Allred also gives Biden support from another House freshman who flipped a Republican district in the 2018 midterms, and he’s the latest Texas Democrat to back Biden after initially siding with Texan Julián Castro, who ended his presidential bid Jan. 2 and has since endorsed one of Biden’s more progressive rivals, Massachusetts Sen. Elizabeth Warren.
“This is a really dangerous time for the country,” Allred told The Associated Press, pointing to a recent flareup with Iran. “We have to nominate someone in the Democratic Party who can unite the country and heal the divisions that are going on.”
Allred, a former Obama administration lawyer and NFL linebacker, sidestepped Castro’s endorsement of Warren, but said Biden best represents the Democratic mainstream, and he warned that going too far left could doom the party in November. He pointed to midterm victories like his own, when he won 52% of the vote to defeat Republican Pete Sessions and become the first Democrat and first African American to represent his suburban Dallas district.

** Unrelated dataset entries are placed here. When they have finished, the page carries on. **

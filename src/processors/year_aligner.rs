use crate::error::{ProcessingError, Result};
use crate::models::{CombinedDataset, YearTable};
use std::collections::{BTreeMap, BTreeSet};
use tracing::info;

/// What the aligner kept and discarded
#[derive(Debug, Clone, Default)]
pub struct AlignmentStats {
    /// Distinct stations published per year, after code normalization
    pub stations_per_year: BTreeMap<i32, usize>,
    /// Records whose station is outside the common panel
    pub excluded_station_records: usize,
    /// Panel records dropped for a missing timestamp or value
    pub incomplete_records: usize,
}

/// Builds the cross-year station panel
pub struct YearAligner;

impl YearAligner {
    pub fn new() -> Self {
        Self
    }

    /// Stations present in every supplied year
    pub fn common_stations(&self, tables: &[YearTable]) -> BTreeSet<String> {
        let mut tables_iter = tables.iter();
        let Some(first) = tables_iter.next() else {
            return BTreeSet::new();
        };

        let mut common: BTreeSet<String> =
            first.stations().into_iter().map(String::from).collect();
        for table in tables_iter {
            let stations = table.stations();
            common.retain(|station| stations.contains(station.as_str()));
        }

        common
    }

    /// Restrict every year to the common panel, concatenate in year order,
    /// drop records without timestamp or value and derive `date`/`month`.
    pub fn align(&self, mut tables: Vec<YearTable>) -> Result<(CombinedDataset, AlignmentStats)> {
        if tables.is_empty() {
            return Err(ProcessingError::MissingData(
                "no yearly tables to align".to_string(),
            ));
        }

        tables.sort_by_key(|table| table.year);

        let common = self.common_stations(&tables);
        let mut stats = AlignmentStats::default();
        let mut records = Vec::new();
        let mut years = Vec::with_capacity(tables.len());

        info!(
            "{} stations common to all {} years",
            common.len(),
            tables.len()
        );

        for table in tables {
            stats
                .stations_per_year
                .insert(table.year, table.stations().len());
            years.push(table.year);

            for record in table.records {
                if !common.contains(&record.station) {
                    stats.excluded_station_records += 1;
                    continue;
                }
                match record.into_combined() {
                    Some(combined) => records.push(combined),
                    None => stats.incomplete_records += 1,
                }
            }
        }

        years.dedup();
        info!(
            "combined panel: {} records, {} excluded by station, {} incomplete",
            records.len(),
            stats.excluded_station_records,
            stats.incomplete_records
        );

        let dataset = CombinedDataset {
            years,
            stations: common,
            records,
        };

        Ok((dataset, stats))
    }
}

impl Default for YearAligner {
    fn default() -> Self {
        Self::new()
    }
}

#[cfg(test)]
mod tests {
    use super::*;
    use crate::models::LongRecord;
    use chrono::{NaiveDate, NaiveDateTime};

    fn at(raw: &str) -> Option<NaiveDateTime> {
        Some(NaiveDateTime::parse_from_str(raw, "%Y-%m-%d %H:%M").unwrap())
    }

    fn year(year: i32, stations: &[&str]) -> YearTable {
        let stamp = format!("{}-03-10 12:00", year);
        YearTable::new(
            year,
            stations
                .iter()
                .map(|s| LongRecord::new(at(&stamp), *s, Some(5.0), year))
                .collect(),
        )
    }

    #[test]
    fn test_station_in_nine_of_ten_years_is_dropped() {
        let mut tables: Vec<YearTable> = (2015..2024).map(|y| year(y, &["A", "B"])).collect();
        tables.push(year(2024, &["A"]));

        let (dataset, stats) = YearAligner::new().align(tables).unwrap();

        assert_eq!(dataset.stations, BTreeSet::from(["A".to_string()]));
        assert!(dataset.records.iter().all(|r| r.station == "A"));
        assert_eq!(dataset.records.len(), 10);
        assert_eq!(stats.excluded_station_records, 9);
        assert_eq!(dataset.years.len(), 10);
    }

    #[test]
    fn test_common_stations_is_exact_intersection() {
        let tables = vec![
            year(2015, &["A", "B", "C"]),
            year(2018, &["B", "C", "D"]),
            year(2021, &["C", "B", "E"]),
        ];
        let common = YearAligner::new().common_stations(&tables);
        assert_eq!(
            common,
            BTreeSet::from(["B".to_string(), "C".to_string()])
        );
    }

    #[test]
    fn test_incomplete_records_are_dropped() {
        let table = YearTable::new(
            2024,
            vec![
                LongRecord::new(at("2024-01-02 00:00"), "A", Some(1.0), 2024),
                LongRecord::new(at("2024-01-02 01:00"), "A", None, 2024),
                LongRecord::new(None, "A", Some(3.0), 2024),
                LongRecord::new(at("2024-01-02 01:00"), "A", Some(4.0), 2024),
            ],
        );

        let (dataset, stats) = YearAligner::new().align(vec![table]).unwrap();

        assert_eq!(dataset.records.len(), 2);
        assert_eq!(stats.incomplete_records, 2);
        assert_eq!(
            dataset.records[0].date,
            NaiveDate::from_ymd_opt(2024, 1, 1).unwrap()
        );
        assert_eq!(
            dataset.records[1].date,
            NaiveDate::from_ymd_opt(2024, 1, 2).unwrap()
        );
    }

    #[test]
    fn test_years_concatenated_in_order() {
        let tables = vec![year(2024, &["A"]), year(2015, &["A"])];
        let (dataset, _) = YearAligner::new().align(tables).unwrap();
        let years: Vec<i32> = dataset.records.iter().map(|r| r.year).collect();
        assert_eq!(years, vec![2015, 2024]);
        assert_eq!(dataset.years, vec![2015, 2024]);
    }

    #[test]
    fn test_no_tables_is_an_error() {
        assert!(matches!(
            YearAligner::new().align(Vec::new()),
            Err(ProcessingError::MissingData(_))
        ));
    }
}
pub mod pm25_analyzer;

pub use pm25_analyzer::{
    heatmap_summary, trend_summary, AnalysisOutputs, AnalysisSummary, CityYearStat,
    HeatmapSummary, Pm25Analyzer, TrendSummary, TREND_COLUMNS,
};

“We’ve always done our best when we’ve nominated candidates who’ve attracted independents and disaffected Republicans,” he said. “That’s what President Obama did. That’s what Bill Clinton did. When we’ve pursued the route of ideological purity it’s tended not to work, particularly at the national level.”
That argument highlights perhaps the starkest divide in Democrats’ 2020 nominating fight.

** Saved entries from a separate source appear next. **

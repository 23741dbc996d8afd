use crate::analyzers::{AnalysisOutputs, AnalysisSummary};
use crate::error::Result;
use crate::models::CombinedDataset;
use crate::utils::constants::{
    CITY_MONTHLY_FILE, COMBINED_FILE, DEFAULT_BUFFER_SIZE, EXCEEDANCE_FILE, HEATMAP_FILE,
    MONTHLY_FILE, REGIONAL_FILE, SUMMARY_FILE, TREND_FILE,
};
use serde::Serialize;
use std::path::PathBuf;
use tracing::info;

/// Writes pipeline artifacts as headed CSV files under one directory
pub struct CsvWriter {
    output_dir: PathBuf,
}

impl CsvWriter {
    pub fn new(output_dir: impl Into<PathBuf>) -> Self {
        Self {
            output_dir: output_dir.into(),
        }
    }

    /// Serialize `records` to `file_name`; columns follow field order
    pub fn write_records<T: Serialize>(&self, file_name: &str, records: &[T]) -> Result<PathBuf> {
        std::fs::create_dir_all(&self.output_dir)?;
        let path = self.output_dir.join(file_name);

        let mut writer = csv::WriterBuilder::new()
            .buffer_capacity(DEFAULT_BUFFER_SIZE)
            .from_path(&path)?;

        for record in records {
            writer.serialize(record)?;
        }
        writer.flush()?;

        info!("wrote {} rows to {}", records.len(), path.display());
        Ok(path)
    }

    pub fn write_combined(&self, dataset: &CombinedDataset) -> Result<PathBuf> {
        self.write_records(COMBINED_FILE, &dataset.records)
    }

    /// Every aggregate table, in a fixed order
    pub fn write_outputs(&self, outputs: &AnalysisOutputs) -> Result<Vec<PathBuf>> {
        Ok(vec![
            self.write_records(MONTHLY_FILE, &outputs.monthly)?,
            self.write_records(CITY_MONTHLY_FILE, &outputs.city_monthly)?,
            self.write_records(EXCEEDANCE_FILE, &outputs.exceedance)?,
            self.write_records(REGIONAL_FILE, &outputs.regional)?,
            self.write_records(TREND_FILE, &outputs.trend)?,
            self.write_records(HEATMAP_FILE, &outputs.heatmap)?,
        ])
    }

    pub fn write_summary(&self, summary: &AnalysisSummary) -> Result<PathBuf> {
        std::fs::create_dir_all(&self.output_dir)?;
        let path = self.output_dir.join(SUMMARY_FILE);
        std::fs::write(&path, summary.to_json()?)?;
        Ok(path)
    }
}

To Biden’s left, Vermont Sen. Bernie Sanders’ top House freshman endorsement comes from Rep. Alexandria Ocasio-Cortez, a New Yorker who has become a face of the progressive movement after defeating Democrats’ No. 3 House leader in a 2018 primary.
Warren touts House freshmen including Boston’s Ayanna Pressley and Katie Porter of California. Pressley, like Ocasio-Cortez, rode a progressive uprising to oust an entrenched Democrat in a primary. Porter defeated a suburban Republican, just as Allred did, but she’s made her mark in Washington as an outspoken advocate for the working class, following in Warren’s footsteps with withering examinations of bank executives during hearings on Capitol Hill.

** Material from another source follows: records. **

use chrono::{Datelike, NaiveDate, NaiveDateTime};
use serde::{Deserialize, Serialize};
use std::collections::BTreeSet;

use crate::utils::parsing::owning_day;

/// One (timestamp, station) observation of a single year
#[derive(Debug, Clone, PartialEq, Serialize, Deserialize)]
pub struct LongRecord {
    pub timestamp: Option<NaiveDateTime>,
    pub station: String,
    pub value: Option<f64>,
    pub city: Option<String>,
    pub year: i32,
}

impl LongRecord {
    pub fn new(
        timestamp: Option<NaiveDateTime>,
        station: impl Into<String>,
        value: Option<f64>,
        year: i32,
    ) -> Self {
        Self {
            timestamp,
            station: station.into(),
            value,
            city: None,
            year,
        }
    }

    pub fn with_city(mut self, city: impl Into<String>) -> Self {
        self.city = Some(city.into());
        self
    }

    /// Convert into a panel record; `None` when timestamp or value is missing
    pub fn into_combined(self) -> Option<CombinedRecord> {
        let timestamp = self.timestamp?;
        let value = self.value?;
        let date = owning_day(timestamp);

        Some(CombinedRecord {
            station: self.station,
            city: self.city,
            value,
            year: self.year,
            month: date.month(),
            date,
        })
    }
}

/// All long records produced from one year's sheet
#[derive(Debug, Clone, Default)]
pub struct YearTable {
    pub year: i32,
    pub records: Vec<LongRecord>,
}

impl YearTable {
    pub fn new(year: i32, records: Vec<LongRecord>) -> Self {
        Self { year, records }
    }

    pub fn stations(&self) -> BTreeSet<&str> {
        self.records.iter().map(|r| r.station.as_str()).collect()
    }

    pub fn cities(&self) -> BTreeSet<&str> {
        self.records.iter().filter_map(|r| r.city.as_deref()).collect()
    }

    pub fn missing_values(&self) -> usize {
        self.records.iter().filter(|r| r.value.is_none()).count()
    }
}

/// Row of the persisted combined dataset, column order as written
#[derive(Debug, Clone, PartialEq, Serialize, Deserialize)]
pub struct CombinedRecord {
    pub station: String,
    pub city: Option<String>,
    pub value: f64,
    pub year: i32,
    pub month: u32,
    pub date: NaiveDate,
}

impl CombinedRecord {
    pub fn new(
        station: impl Into<String>,
        city: Option<String>,
        value: f64,
        year: i32,
        date: NaiveDate,
    ) -> Self {
        Self {
            station: station.into(),
            city,
            value,
            year,
            month: date.month(),
            date,
        }
    }
}

/// Cross-year panel restricted to stations present in every year
#[derive(Debug, Clone, Default)]
pub struct CombinedDataset {
    pub years: Vec<i32>,
    pub stations: BTreeSet<String>,
    pub records: Vec<CombinedRecord>,
}

impl CombinedDataset {
    /// Rebuild the year and station index from persisted records
    pub fn from_records(records: Vec<CombinedRecord>) -> Self {
        let years: BTreeSet<i32> = records.iter().map(|r| r.year).collect();
        let stations = records.iter().map(|r| r.station.clone()).collect();

        Self {
            years: years.into_iter().collect(),
            stations,
            records,
        }
    }

    pub fn len(&self) -> usize {
        self.records.len()
    }

    pub fn is_empty(&self) -> bool {
        self.records.is_empty()
    }
}

#[cfg(test)]
mod tests {
    use super::*;

    fn at(raw: &str) -> NaiveDateTime {
        NaiveDateTime::parse_from_str(raw, "%Y-%m-%d %H:%M").unwrap()
    }

    #[test]
    fn test_into_combined_applies_day_boundary() {
        let record = LongRecord::new(Some(at("2024-02-01 00:00")), "ST01", Some(12.0), 2024)
            .with_city("Warszawa");

        let combined = record.into_combined().unwrap();
        assert_eq!(combined.date, NaiveDate::from_ymd_opt(2024, 1, 31).unwrap());
        assert_eq!(combined.month, 1);
        assert_eq!(combined.city.as_deref(), Some("Warszawa"));
    }

    #[test]
    fn test_into_combined_requires_timestamp_and_value() {
        assert!(LongRecord::new(None, "ST01", Some(1.0), 2024)
            .into_combined()
            .is_none());
        assert!(LongRecord::new(Some(at("2024-01-01 05:00")), "ST01", None, 2024)
            .into_combined()
            .is_none());
    }

    #[test]
    fn test_year_table_summaries() {
        let table = YearTable::new(
            2018,
            vec![
                LongRecord::new(None, "ST01", Some(1.0), 2018).with_city("Warszawa"),
                LongRecord::new(None, "ST02", None, 2018),
                LongRecord::new(None, "ST01", None, 2018).with_city("Warszawa"),
            ],
        );

        assert_eq!(table.stations().len(), 2);
        assert_eq!(table.cities().len(), 1);
        assert_eq!(table.missing_values(), 2);
    }

    #[test]
    fn test_dataset_from_records_indexes_years_and_stations() {
        let date = NaiveDate::from_ymd_opt(2015, 3, 4).unwrap();
        let dataset = CombinedDataset::from_records(vec![
            CombinedRecord::new("ST02", None, 1.0, 2024, date),
            CombinedRecord::new("ST01", None, 2.0, 2015, date),
            CombinedRecord::new("ST01", None, 3.0, 2024, date),
        ]);

        assert_eq!(dataset.years, vec![2015, 2024]);
        assert_eq!(dataset.stations.len(), 2);
        assert_eq!(dataset.records.iter().filter(|r| r.year == 2024).count(), 2);
    }
}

All those Democrats argue that defeating President Donald Trump requires a nominee who can capitalize on progressives’ energy.
Allred suggested Democrats’ left flank takes too narrow a view of internal party policy fights, missing how most Americans judge issues. “This is not just theoretical policy discussion,” he said. “People are driven by values and people who appeal to those values. That’s what we’re trying to do, is make Americans understand that we’re on their side.”
Biden had trailed California Sen. Kamala Harris in CBC endorsements, and he’s still working to win over some of those members who supported Harris, the lone black female candidate before she suspended her campaign in December. But none of the remaining candidates is anywhere close to Biden in Black Caucus support; Biden also holds a commanding lead nationally among black voters, a group that will play a significant role in the nominating fight once the calendar moves beyond overwhelmingly white Iowa and New Hampshire.